Among the entries that follow, some lines contain the word "ServeArgs". Show all of them.

___ Data shown ___

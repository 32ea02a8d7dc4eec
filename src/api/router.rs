use axum::{middleware, routing::get, Router};
use tower_http::request_id::{MakeRequestUuid, PropagateRequestIdLayer, SetRequestIdLayer};
use tower_http::trace::TraceLayer;

use super::health;
use super::middleware::logging_middleware;
use super::models;
use super::state::AppState;

/// Create the full router with application state
pub fn create_router_with_state(state: AppState) -> Router {
    Router::new()
        .route("/health", get(health::health_check))
        .route("/ready", get(health::ready_check))
        .route("/live", get(health::live_check))
        .merge(models::create_models_router())
        .with_state(state)
        .layer(middleware::from_fn(logging_middleware))
        .layer(TraceLayer::new_for_http())
        .layer(PropagateRequestIdLayer::x_request_id())
        .layer(SetRequestIdLayer::x_request_id(MakeRequestUuid))
}
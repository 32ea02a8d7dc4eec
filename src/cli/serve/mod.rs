//! Serve command - bootstraps the store, then runs the model API

use std::net::SocketAddr;

use clap::Args;
use tokio::net::TcpListener;
use tokio::signal;
use tracing::{error, info};

use crate::api::create_router_with_state;
use crate::config::{AppConfig, Mode};
use crate::infrastructure::logging;

/// Flags overriding the layered configuration
#[derive(Args, Clone, Debug, Default)]
pub struct ServeArgs {
    /// Access mode (internal = access check bypass)
    #[arg(long, env = "MODE", value_enum, global = true)]
    pub mode: Option<Mode>,

    /// Elasticsearch server URL
    #[arg(long, env = "ELASTIC_SERVER", global = true)]
    pub es_server: Option<String>,

    /// Port to listen on (overrides config)
    #[arg(long, global = true)]
    pub port: Option<u16>,
}

impl ServeArgs {
    /// Apply flag and environment overrides to the loaded configuration
    pub fn apply(&self, config: &mut AppConfig) {
        if let Some(mode) = self.mode {
            config.mode = mode;
        }

        if let Some(server) = &self.es_server {
            config.elastic.server = server.clone();
        }

        if let Some(port) = self.port {
            config.server.port = port;
        }
    }
}

/// Run the API server
pub async fn run(args: ServeArgs) -> anyhow::Result<()> {
    dotenvy::dotenv().ok();

    let mut config = AppConfig::load().unwrap_or_default();
    args.apply(&mut config);

    logging::init_logging(&config.logging);
    info!(mode = %config.mode, "Mode status");

    let state = crate::create_app_state_with_config(&config)
        .await
        .inspect_err(|e| error!(error = %e, "Failure to instantiate the model API"))?;
    let app = create_router_with_state(state);

    let addr = build_socket_addr(&config)?;
    info!("Starting Type Model server on {}", addr);

    let listener = TcpListener::bind(addr).await?;

    axum::serve(listener, app)
        .with_graceful_shutdown(shutdown_signal())
        .await?;

    info!("Server shutdown complete");

    Ok(())
}

async fn shutdown_signal() {
    let ctrl_c = async {
        if let Err(e) = signal::ctrl_c().await {
            error!(error = %e, "Failed to install Ctrl+C handler");
            std::future::pending::<()>().await;
        }
    };

    #[cfg(unix)]
    let terminate = async {
        match signal::unix::signal(signal::unix::SignalKind::terminate()) {
            Ok(mut sig) => {
                sig.recv().await;
            }
            Err(e) => {
                error!(error = %e, "Failed to install SIGTERM handler");
                std::future::pending::<()>().await;
            }
        }
    };

    #[cfg(not(unix))]
    let terminate = std::future::pending::<()>();

    tokio::select! {
        _ = ctrl_c => {
            info!("Received Ctrl+C, initiating graceful shutdown");
        }
        _ = terminate => {
            info!("Received SIGTERM, initiating graceful shutdown");
        }
    }
}

fn build_socket_addr(config: &AppConfig) -> anyhow::Result<SocketAddr> {
    Ok(SocketAddr::from((
        config.server.host.parse::<std::net::IpAddr>()?,
        config.server.port,
    )))
}

#[cfg(test)]
mod tests {
    use super::*;

    #[test]
    fn test_apply_overrides() {
        let mut config = AppConfig::default();
        let args = ServeArgs {
            mode: Some(Mode::Internal),
            es_server: Some("http://localhost:9200".to_string()),
            port: Some(9000),
        };

        args.apply(&mut config);

        assert_eq!(config.mode, Mode::Internal);
        assert_eq!(config.elastic.server, "http://localhost:9200");
        assert_eq!(config.server.port, 9000);
    }

    #[test]
    fn test_apply_without_overrides_keeps_config() {
        let mut config = AppConfig::default();
        ServeArgs::default().apply(&mut config);

        assert_eq!(config.mode, Mode::Protected);
        assert_eq!(config.elastic.server, "http://elasticsearch:9200");
    }

    #[test]
    fn test_build_socket_addr() {
        let addr = build_socket_addr(&AppConfig::default()).unwrap();
        assert_eq!(addr.port(), 8080);
    }
}
//! Elasticsearch store access

pub mod bootstrap;
pub mod client;
pub mod in_memory;

pub use bootstrap::{
    bootstrap, wait_for_store, BootstrapConfig, ProbeOutcome, Sleeper, TokioSleeper,
    DEFAULT_BACKOFF_SECS,
};
#[cfg(test)]
pub use client::MockElasticClient;
pub use client::{send_template, ElasticClient, ElasticHttpClient, StoreResponse};
pub use in_memory::{InMemoryElasticClient, RecordedRequest};
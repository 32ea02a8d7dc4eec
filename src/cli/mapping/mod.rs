//! Mapping command - prints the index template synthesized for a model

use std::path::PathBuf;

use anyhow::Context;
use clap::Args;

use crate::domain::{make_model_template, Model};

/// Arguments for the mapping command
#[derive(Args, Clone, Debug)]
pub struct MappingArgs {
    /// Account the template is scoped to
    #[arg(long)]
    pub account: String,

    /// Path to a model definition in JSON
    pub model: PathBuf,
}

/// Print the template as pretty JSON on stdout
pub fn run(args: MappingArgs) -> anyhow::Result<()> {
    let raw = std::fs::read_to_string(&args.model)
        .with_context(|| format!("Failed to read {}", args.model.display()))?;

    println!("{}", render(&args.account, &raw)?);

    Ok(())
}

fn render(account: &str, raw: &str) -> anyhow::Result<String> {
    let mut model: Model = serde_json::from_str(raw).context("Invalid model definition")?;
    model.normalize_machine_name();

    let template = make_model_template(account, &model);
    Ok(serde_json::to_string_pretty(&template)?)
}
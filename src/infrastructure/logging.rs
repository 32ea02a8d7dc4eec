use tracing_subscriber::{
    fmt::{self, format::FmtSpan},
    layer::SubscriberExt,
    util::SubscriberInitExt,
    EnvFilter,
};

use crate::config::{LogFormat, LoggingConfig};

/// Install the global subscriber. `RUST_LOG` overrides the configured level.
///
/// Returns false when a subscriber was already installed.
pub fn init_logging(config: &LoggingConfig) -> bool {
    let filter = EnvFilter::try_from_default_env()
        .unwrap_or_else(|_| EnvFilter::new(&config.level));

    let installed = match config.format {
        LogFormat::Json => tracing_subscriber::registry()
            .with(filter)
            .with(fmt::layer().json().with_span_events(FmtSpan::CLOSE))
            .try_init(),
        LogFormat::Pretty => tracing_subscriber::registry()
            .with(filter)
            .with(fmt::layer().with_target(true).with_span_events(FmtSpan::CLOSE))
            .try_init(),
    }
    .is_ok();

    if installed {
        tracing::info!(level = %config.level, format = ?config.format, "Logging initialized");
    }

    installed
}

___

_Response to the exercise:_
pub struct ServeArgs {
impl ServeArgs {
pub async fn run(args: ServeArgs) -> anyhow::Result<()> {
        let args = ServeArgs {
        ServeArgs::default().apply(&mut config);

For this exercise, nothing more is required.